Hace poco leí en estas páginas una serie de dicterios contra Octavio Paz, los que me parecieron infundados y cobardes. Se nota a leguas que esta “nueva” generación iletrada es ignara y profundamente rencorosa, ingrata, y sobre todo de una soberbia estruendosa y pigmea.

Paz, el príncipe, el hombre renacentista, el plagiador sobre La Malinche y el mexicano —“el león se come al cordero”, como le dijo a mi maestro Rubén Salazar Mallén—, el falso combatiente de la criminal República Española, el negador de la institucionalidad diplomática mientras seguía cobrando el sueldo, es en todo mucho más grande que quienes lo intentan denigrar.

Y yo no soy quien haya vivido de sus recomendaciones ni de sus becas, nacionales y extranjeras, ni de nada de Octavio Paz. Sólo aceptó formar parte de mi antología Aproximaciones a Yamato, y ello con reticencias.

Mas ahora que la mesnada de enanos lo ataca con saña o, en el mejor de los casos, le perdona la vida por haber escrito alguno que otro poema, que le recrimina haber sido un lábil súbdito del poder, hay quien debe precisar las cosas.
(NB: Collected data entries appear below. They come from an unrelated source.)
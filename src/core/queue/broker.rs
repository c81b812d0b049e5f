//! Job broker: submission, leasing and the retry state machine
//!
//! ```text
//! waiting -> active -> completed
//!              |
//!              +-> waiting (delayed) -> active -> ... -> dead
//! ```
//!
//! Every transition is a compare-and-set on `(status, attempts)`. A caller
//! holding a stale copy of the job loses the race and gets
//! [`FailOutcome::Stale`] (or `false`) instead of overwriting newer state.
//! All methods take `now` explicitly so tests control the clock.

use crate::adapters::database::{InsertOutcome, JobStore, StatsStore};
use crate::config::schema::QueueConfig;
use crate::core::queue::retry::{instant_after, RetryPolicy};
use crate::core::services::PipelineServices;
use crate::domain::alert::Alert;
use crate::domain::job::{ExternalStatus, Job, JobOutput, JobStatus, SubmitReceipt, SubmitRequest};
use crate::domain::Result;
use crate::sinks::{AlertSink, AuditEvent, AuditEventKind, AuditSink};
use chrono::{DateTime, Utc};
use std::sync::Arc;
use std::time::Duration;

/// Expired leases handled per reaper sweep
const REAP_BATCH: usize = 100;

/// What a failure report did to the job
#[derive(Debug, Clone, PartialEq, Eq)]
pub enum FailOutcome {
    /// Rescheduled; the job becomes visible again at `visible_at`
    Retried {
        attempts: u32,
        visible_at: DateTime<Utc>,
    },
    /// Attempt budget exhausted
    DeadLettered { attempts: u32 },
    /// The job moved on since the caller leased it; nothing was written
    Stale,
}

/// Owns every job state transition
#[derive(Clone)]
pub struct Broker {
    jobs: Arc<dyn JobStore + Send + Sync>,
    stats: Arc<dyn StatsStore + Send + Sync>,
    alerts: Arc<dyn AlertSink + Send + Sync>,
    audit: Arc<dyn AuditSink + Send + Sync>,
    policy: RetryPolicy,
    lease_duration: Duration,
}

impl Broker {
    pub fn new(services: &PipelineServices, config: &QueueConfig) -> Self {
        Self {
            jobs: services.jobs.clone(),
            stats: services.stats.clone(),
            alerts: services.alerts.clone(),
            audit: services.audit.clone(),
            policy: RetryPolicy::from_config(config),
            lease_duration: Duration::from_secs(config.lease_duration_secs),
        }
    }

    pub fn policy(&self) -> &RetryPolicy {
        &self.policy
    }

    pub fn lease_duration(&self) -> Duration {
        self.lease_duration
    }

    /// Accept a submission
    ///
    /// Idempotent on `messageId`: resubmitting a known ID leaves the stored
    /// job untouched and reports its current status.
    ///
    /// # Errors
    ///
    /// Returns `InvalidInput` when the submission is malformed, or a store
    /// error if the job cannot be persisted.
    pub async fn submit(&self, request: SubmitRequest, now: DateTime<Utc>) -> Result<SubmitReceipt> {
        let job = Job::from_submission(request, self.policy.max_attempts, now)?;

        match self.jobs.insert_if_absent(job).await? {
            InsertOutcome::Inserted(job) => {
                tracing::info!(
                    message_id = %job.message_id,
                    client_id = %job.client_id,
                    mapping_id = %job.mapping_id,
                    priority = job.priority,
                    "Job queued"
                );
                if let Err(e) = self.stats.record_received(&job.client_id, now.date_naive()).await {
                    tracing::warn!(message_id = %job.message_id, error = %e, "Failed to record received stats");
                }
                self.audit(AuditEvent::for_job(AuditEventKind::Submitted, &job, now))
                    .await;

                Ok(SubmitReceipt {
                    message_id: job.message_id,
                    status: ExternalStatus::Queued,
                    created: true,
                })
            }
            InsertOutcome::Existing(job) => {
                let status = self.external_status(&job).await?;
                tracing::debug!(
                    message_id = %job.message_id,
                    status = ?status,
                    "Duplicate submission ignored"
                );
                Ok(SubmitReceipt {
                    message_id: job.message_id,
                    status,
                    created: false,
                })
            }
        }
    }

    /// Lease the next visible job, if any
    pub async fn lease(&self, now: DateTime<Utc>) -> Result<Option<Job>> {
        let lease_until = instant_after(now, self.lease_duration);
        let leased = self.jobs.lease_next(now, lease_until).await?;

        if let Some(job) = &leased {
            crate::log_job_transition!(job.message_id, job.status.as_str(), job.attempts);
            self.audit(AuditEvent::for_job(AuditEventKind::Leased, job, now))
                .await;
        }
        Ok(leased)
    }

    /// Extend the lease on `job`
    ///
    /// Returns the renewed job, or `None` if the lease was lost.
    pub async fn renew_lease(&self, job: &Job, now: DateTime<Utc>) -> Result<Option<Job>> {
        let mut renewed = job.clone();
        renewed.lease_expires_at = Some(instant_after(now, self.lease_duration));

        if self.jobs.compare_and_set(job.version(), &renewed).await? {
            tracing::trace!(message_id = %job.message_id, "Lease renewed");
            Ok(Some(renewed))
        } else {
            tracing::warn!(message_id = %job.message_id, "Lease lost before renewal");
            Ok(None)
        }
    }

    /// Mark a leased job completed and store its output
    ///
    /// Both writes happen together or not at all. Returns `false` if the
    /// lease was lost in the meantime.
    pub async fn complete(&self, job: &Job, output: &JobOutput, now: DateTime<Utc>) -> Result<bool> {
        let mut completed = job.clone();
        completed.mark_completed(now);

        if !self
            .jobs
            .complete_with_output(job.version(), &completed, output)
            .await?
        {
            tracing::warn!(message_id = %job.message_id, "Completion discarded: lease lost");
            return Ok(false);
        }

        tracing::info!(message_id = %job.message_id, attempts = job.attempts + 1, "Job completed");
        self.audit(AuditEvent::for_job(AuditEventKind::Completed, &completed, now))
            .await;
        Ok(true)
    }

    /// Report a failed run of a leased job
    ///
    /// Consumes one attempt. The job is rescheduled with backoff while budget
    /// remains and dead-lettered otherwise; only the caller that wins the
    /// dead-letter transition raises the alert.
    pub async fn fail(&self, job: &Job, reason: &str, now: DateTime<Utc>) -> Result<FailOutcome> {
        self.fail_with(job, reason, now, AuditEventKind::Retried).await
    }

    /// Return expired leases to the queue as failures
    ///
    /// Returns the number of jobs this sweep moved.
    pub async fn reap_expired(&self, now: DateTime<Utc>) -> Result<usize> {
        let expired = self.jobs.expired_leases(now, REAP_BATCH).await?;
        let mut reaped = 0;

        for job in expired {
            tracing::warn!(
                message_id = %job.message_id,
                lease_expires_at = ?job.lease_expires_at,
                "Lease expired without a report"
            );
            let outcome = self
                .fail_with(&job, "lease expired", now, AuditEventKind::LeaseExpired)
                .await?;
            if outcome != FailOutcome::Stale {
                reaped += 1;
            }
        }
        Ok(reaped)
    }

    async fn fail_with(
        &self,
        job: &Job,
        reason: &str,
        now: DateTime<Utc>,
        retry_event: AuditEventKind,
    ) -> Result<FailOutcome> {
        let expected = job.version();
        let mut next = job.clone();

        if job.is_last_attempt() {
            next.mark_dead(reason, now);
            if !self.jobs.compare_and_set(expected, &next).await? {
                return Ok(FailOutcome::Stale);
            }

            tracing::error!(
                message_id = %next.message_id,
                client_id = %next.client_id,
                attempts = next.attempts,
                reason = %reason,
                "Job dead-lettered"
            );
            self.on_dead_letter(&next, reason, now).await;
            return Ok(FailOutcome::DeadLettered {
                attempts: next.attempts,
            });
        }

        let delay = self.policy.delay_after(job.attempts + 1);
        let visible_at = instant_after(now, delay);
        next.mark_retry(reason, visible_at);
        if !self.jobs.compare_and_set(expected, &next).await? {
            return Ok(FailOutcome::Stale);
        }

        crate::log_retry_attempt!(
            next.message_id,
            next.attempts,
            next.max_attempts,
            delay.as_millis() as u64,
            reason
        );
        self.audit(AuditEvent::for_job(retry_event, &next, now).with_detail(reason))
            .await;

        Ok(FailOutcome::Retried {
            attempts: next.attempts,
            visible_at,
        })
    }

    async fn on_dead_letter(&self, job: &Job, reason: &str, now: DateTime<Utc>) {
        let alert = Alert::dead_letter(
            job.client_id.clone(),
            job.message_id.clone(),
            reason,
            job.attempts,
        );
        if let Err(e) = self.alerts.emit(&alert).await {
            tracing::warn!(message_id = %job.message_id, error = %e, "Failed to emit dead-letter alert");
        }
        if let Err(e) = self.stats.record_dead(&job.client_id, now.date_naive()).await {
            tracing::warn!(message_id = %job.message_id, error = %e, "Failed to record dead-letter stats");
        }
        self.audit(
            AuditEvent::for_job(AuditEventKind::DeadLettered, job, now).with_detail(reason),
        )
        .await;
    }

    async fn audit(&self, event: AuditEvent) {
        if let Err(e) = self.audit.record(&event).await {
            tracing::warn!(message_id = %event.message_id, error = %e, "Failed to write audit event");
        }
    }

    async fn external_status(&self, job: &Job) -> Result<ExternalStatus> {
        let output = match job.status {
            JobStatus::Completed => self.jobs.load_output(&job.message_id).await?,
            _ => None,
        };
        Ok(ExternalStatus::derive(job.status, output.as_ref()))
    }
}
Paz fue un hombre extraordinario para el bien y para el mal, como señala Nietzsche. Un alto poeta y un gran escritor en prosa. No el ensayista de lo mexicano. Lo fueron, anteriores a él, Samuel Ramos y Rubén Salazar Mallén.

Lo que sí resulta curioso es que muchos de los que han debido todo a Paz ahora lo ignoren; que quienes le deben hasta las revistas en que publican, lo sobajen y “ninguneen”; que nadie diga por el gran Paz esta boca es mía. Quién sabe, será de otros…

Heredad

Su generación ha muerto con él y su heredad, desde Salvador Elizondo —un prosista superior a Paz— hasta Roberto Vallarino, un poeta de aliento. Han muerto con Paz y fueron de los pocos que nada le debieron; y si fue algo, lo fueron su desacuerdo y su sinceridad.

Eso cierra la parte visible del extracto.